The defensible position sits between the two errors. There is real regional specialization, and there is real sharing of machinery across social, attentional, and self-projective tasks. Neither the “dedicated mind-reading module” picture nor the “it’s all the same soup” picture survives contact with the parcellation data. Holding both facts at once is uncomfortable and correct.
No discussion of the neuroscience of social cognition can avoid the mirror neuron, and few topics have been so oversold. In the macaque, neurons in premotor area F5 discharge both when the animal performs a particular goal-directed action — grasping a raisin — and when it observes another individual performing a similar action [@rizzolatti2004]. The finding is real and important: here are cells whose activity is shared between doing and seeing.

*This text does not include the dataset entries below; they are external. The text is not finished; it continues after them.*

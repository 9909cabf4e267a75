mod app;
mod config;
mod economy;
mod format;
mod generator;
mod logger;
mod render;
mod time;

use std::{cell::RefCell, io, rc::Rc};

use app::VibecodeGame;
use economy::offline::apply_offline_progress;
use economy::state::EconomyState;
use economy::unlock::ToolCatalog;
use ratzilla::event::KeyCode;
use ratzilla::ratatui::Terminal;
use ratzilla::{DomBackend, WebRenderer};
use time::FixedStep;

/// Monotonic frame clock in ms, falling back to the wall clock.
fn performance_now() -> f64 {
    web_sys::window()
        .and_then(|w| w.performance())
        .map_or_else(js_sys::Date::now, |p| p.now())
}

/// `/api/generate-tool` on the page origin.
fn generator_endpoint() -> String {
    let origin = web_sys::window()
        .and_then(|w| w.location().origin().ok())
        .unwrap_or_default();
    format!("{origin}{}", config::GENERATE_TOOL_PATH)
}

fn load_or_new(now_ms: f64) -> VibecodeGame {
    let seed = now_ms.to_bits();
    #[cfg(target_arch = "wasm32")]
    let (catalog, loaded) = {
        let mut catalog = ToolCatalog::new();
        let loaded = economy::save::load_game(&mut catalog, seed);
        (catalog, loaded)
    };
    #[cfg(not(target_arch = "wasm32"))]
    let (catalog, loaded): (ToolCatalog, Option<EconomyState>) = (ToolCatalog::new(), None);

    let mut state = loaded.unwrap_or_else(|| EconomyState::new(seed));
    let offline = apply_offline_progress(&mut state, &catalog, now_ms);
    let mut game = VibecodeGame::new(state, catalog, now_ms);
    if let Some(report) = offline {
        game.message = Some(format!(
            "Welcome back! +{} VB while away ({})",
            format::format_number(report.earned),
            format::format_duration(report.seconds)
        ));
    }
    game
}

/// Runs one catalog generation in the background and folds the result
/// back into the game.
fn spawn_generation(game: &Rc<RefCell<VibecodeGame>>) {
    let Some(request) = game.borrow_mut().poll_generation() else {
        return;
    };
    let game = game.clone();
    wasm_bindgen_futures::spawn_local(async move {
        let remote = generator::remote::RemoteGenerator::new(generator_endpoint());
        let outcome =
            generator::generate_with_fallback(&remote, &generator::local::LocalGenerator, &request)
                .await;
        let mut gs = game.borrow_mut();
        gs.now_ms = js_sys::Date::now();
        gs.finish_generation(outcome);
        #[cfg(target_arch = "wasm32")]
        {
            let now_ms = gs.now_ms;
            let VibecodeGame { state, catalog, .. } = &mut *gs;
            economy::save::save_game(state, catalog, now_ms);
        }
    });
}

fn main() -> io::Result<()> {
    console_error_panic_hook::set_once();
    logger::init(log::LevelFilter::Info);

    let game = Rc::new(RefCell::new(load_or_new(js_sys::Date::now())));
    let clock = Rc::new(RefCell::new(FixedStep::default()));
    let backend = DomBackend::new()?;
    let mut terminal = Terminal::new(backend)?;

    terminal.on_key_event({
        let game = game.clone();
        move |key_event| {
            let key = match key_event.code {
                KeyCode::Char(c) => c.to_ascii_lowercase(),
                KeyCode::Enter => '\n',
                KeyCode::Down => 'j',
                KeyCode::Up => 'k',
                _ => return,
            };
            game.borrow_mut().handle_key(key);
        }
    });

    terminal.draw_web(move |f| {
        let ticks = clock.borrow_mut().update(performance_now());
        let autosave = game.borrow_mut().tick(ticks, js_sys::Date::now());

        #[cfg(target_arch = "wasm32")]
        if autosave {
            let mut gs = game.borrow_mut();
            let now_ms = gs.now_ms;
            let VibecodeGame { state, catalog, .. } = &mut *gs;
            economy::save::save_game(state, catalog, now_ms);
        }
        #[cfg(not(target_arch = "wasm32"))]
        let _ = autosave;

        spawn_generation(&game);
        let area = f.area();
        render::render(&game.borrow(), f, area);
    });

    Ok(())
}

The leap that followed was to declare that such cells constitute the understanding of others’ actions — that we grasp what another is doing by covertly running the same motor program, and, by extension, that mirror neurons are the basis of empathy, language, imitation, and the social deficits of autism. That extrapolation outran the evidence in several directions [@hickok2014]. A shared motor response is not the same as a representation of another’s goal or belief; it may be a consequence of understanding the action rather than its cause. People can understand actions they cannot perform, and damage to motor regions does not reliably abolish the comprehension of others’ movements. And nothing in a motor-matching mechanism explains the capacity that this chapter has identified as the stringent test of decoupled mentalizing — the representation of a belief the observer knows to be false — because mirroring an action gives you the action, not the possibly-mistaken model of the world behind it.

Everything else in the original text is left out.